On January 10, 1984, the Central People’s Committee and the SPA Standing Committee held a joint meeting and adopted official letters that were sent to the US administration and Congress and the South Korean authorities. The letters proposed a trilateral meeting including the South Korean authorities in the DPRK-US talks to discuss countermeasures for eradicating the danger of nuclear war and providing a turning point for peaceful resolution of DPRK-US hostility. At the third session of the seventh SPA on January 25, 1984, in order to stave off growing danger of nuclear war, an appeal was made to launch an international campaign to withdraw all nuclear weapons from South Korea and turn the Korean Peninsula into a denuclearized and peaceful region.

In a statement released on December 8, 1985, DPRK welcomed the US-Soviet agreement on issues regarding the reduction of nuclear weapons and the prevention of nuclear war.   The statement emphasized that if the US truly wants peace, it should withdraw its nuclear weapons from South Korea and respond by turning the Korean Peninsula into a nuclear-free, peace zone. Thus the nuclear issue involved not just nonproliferation in North Korea, but also denuclearization in South Korea and on a regional level, also in US bases in Japan.

The DPRK joined the NPT (Non Proliferation Treaty) in December of 1985 to facilitate denuclearization of the Korean Peninsula in the context of preserving national sovereignty. After becoming a signatory to the NPT, the DPRK government proposed additional initiatives for peace. In a June 23, 1986 statement, the DPRK declared it would not test, manufacture, store or bring in nuclear weapons and not allow any military bases, including nuclear bases, overseas. It also declared it would not allow foreign countries’ nuclear weapons to pass through its territory, territorial air, and territorial waters.

In the statement, the DPRK indicated that if the US and South Korea should request negotiations regarding DPRK proposal to turn the Korean Peninsula into a nuclear-free, peace zone, irrespective of form, it would respond to such demands promptly.

Through a July 13, 1987 Foreign Ministry statement, the DPRK again clarified its stand regarding practical measures to establish a nuclear-free, peace zone on the Korean Peninsula and to firmly secure its status.
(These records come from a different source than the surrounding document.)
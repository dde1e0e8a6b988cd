//! The audit sink.
//!
//! [`AuditPersistence`] subscribes to the [`EventBus`](crate::bus::EventBus)
//! and appends an `audit_logs` row for every successful lock mutation and
//! content edit. Broadcast-only events (disconnect cleanup, lease sweeps,
//! partition/metrics updates) pass through unrecorded.

use filehub_core::audit::{audit_op_for_event, events, ops, outcomes};
use filehub_core::locking::LockKind;
use filehub_db::models::audit::CreateAuditLog;
use filehub_db::repositories::AuditLogRepo;
use filehub_db::DbPool;
use tokio::sync::broadcast;

use crate::bus::HubEvent;

/// Background service that writes audit records for bus events.
pub struct AuditPersistence;

impl AuditPersistence {
    /// Run the persistence loop.
    ///
    /// Exits when the channel is closed (i.e. the bus is dropped during
    /// shutdown). Persistence failures are logged and never interrupt the
    /// loop.
    pub async fn run(pool: DbPool, mut receiver: broadcast::Receiver<HubEvent>) {
        loop {
            match receiver.recv().await {
                Ok(event) => {
                    let Some(entry) = audit_entry_for(&event) else {
                        continue;
                    };
                    if let Err(e) = AuditLogRepo::insert(&pool, &entry).await {
                        tracing::error!(
                            error = %e,
                            event_type = %event.event_type,
                            "Failed to persist audit record"
                        );
                    }
                }
                Err(broadcast::error::RecvError::Lagged(n)) => {
                    tracing::warn!(skipped = n, "Audit sink lagged, some records were dropped");
                }
                Err(broadcast::error::RecvError::Closed) => {
                    tracing::info!("Event bus closed, audit sink shutting down");
                    break;
                }
            }
        }
    }
}

/// Map a bus event to the audit row it should be recorded as, or `None`
/// for broadcast-only events.
///
/// `lock.acquired` resolves to `lock-read` or `lock-write` from the
/// `kind` field of the payload.
fn audit_entry_for(event: &HubEvent) -> Option<CreateAuditLog> {
    let operation = match event.event_type.as_str() {
        events::LOCK_ACQUIRED => {
            let kind = event
                .payload
                .get("kind")
                .and_then(|v| v.as_str())
                .and_then(LockKind::parse)
                .unwrap_or_default();
            match kind {
                LockKind::Read => ops::LOCK_READ,
                LockKind::Write => ops::LOCK_WRITE,
            }
        }
        other => audit_op_for_event(other)?,
    };

    Some(CreateAuditLog {
        filename: event
            .filename
            .clone()
            .or_else(|| event.file_id.clone())
            .unwrap_or_default(),
        actor_id: event.actor.as_ref().map(|a| a.id),
        actor_email: event
            .actor
            .as_ref()
            .map(|a| a.email.clone())
            .unwrap_or_default(),
        operation: operation.to_string(),
        outcome: outcomes::SUCCESS.to_string(),
        detail_json: Some(event.payload.clone()),
    })
}

// ---------------------------------------------------------------------------
// Tests
// ---------------------------------------------------------------------------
In the statement, the DPRK demanded US withdrawal of its nuclear weapons and promise of canceling operation plans regarding the use of nuclear weapons. Regarding Japan, the DPRK suggested that it “not make its territory into another country’s base to sally forth, relay, and supply nuclear weapons to threaten the Korean Peninsula.” The DPRK also asked all the states that possessed nuclear weapons to restrain themselves from engaging in any type of military actions that could stir up a nuclear war on the Korean Peninsula and its vicinity.

North Korea
also appealed to South Korea to withdraw nuclear weapons, transport means, and all military bases, including nuclear bases, in its region and not bring in and store nuclear weapons from now on as well as not develop or possess nuclear weapons and to totally prohibit other countries' nuclear weapons from passing through its region.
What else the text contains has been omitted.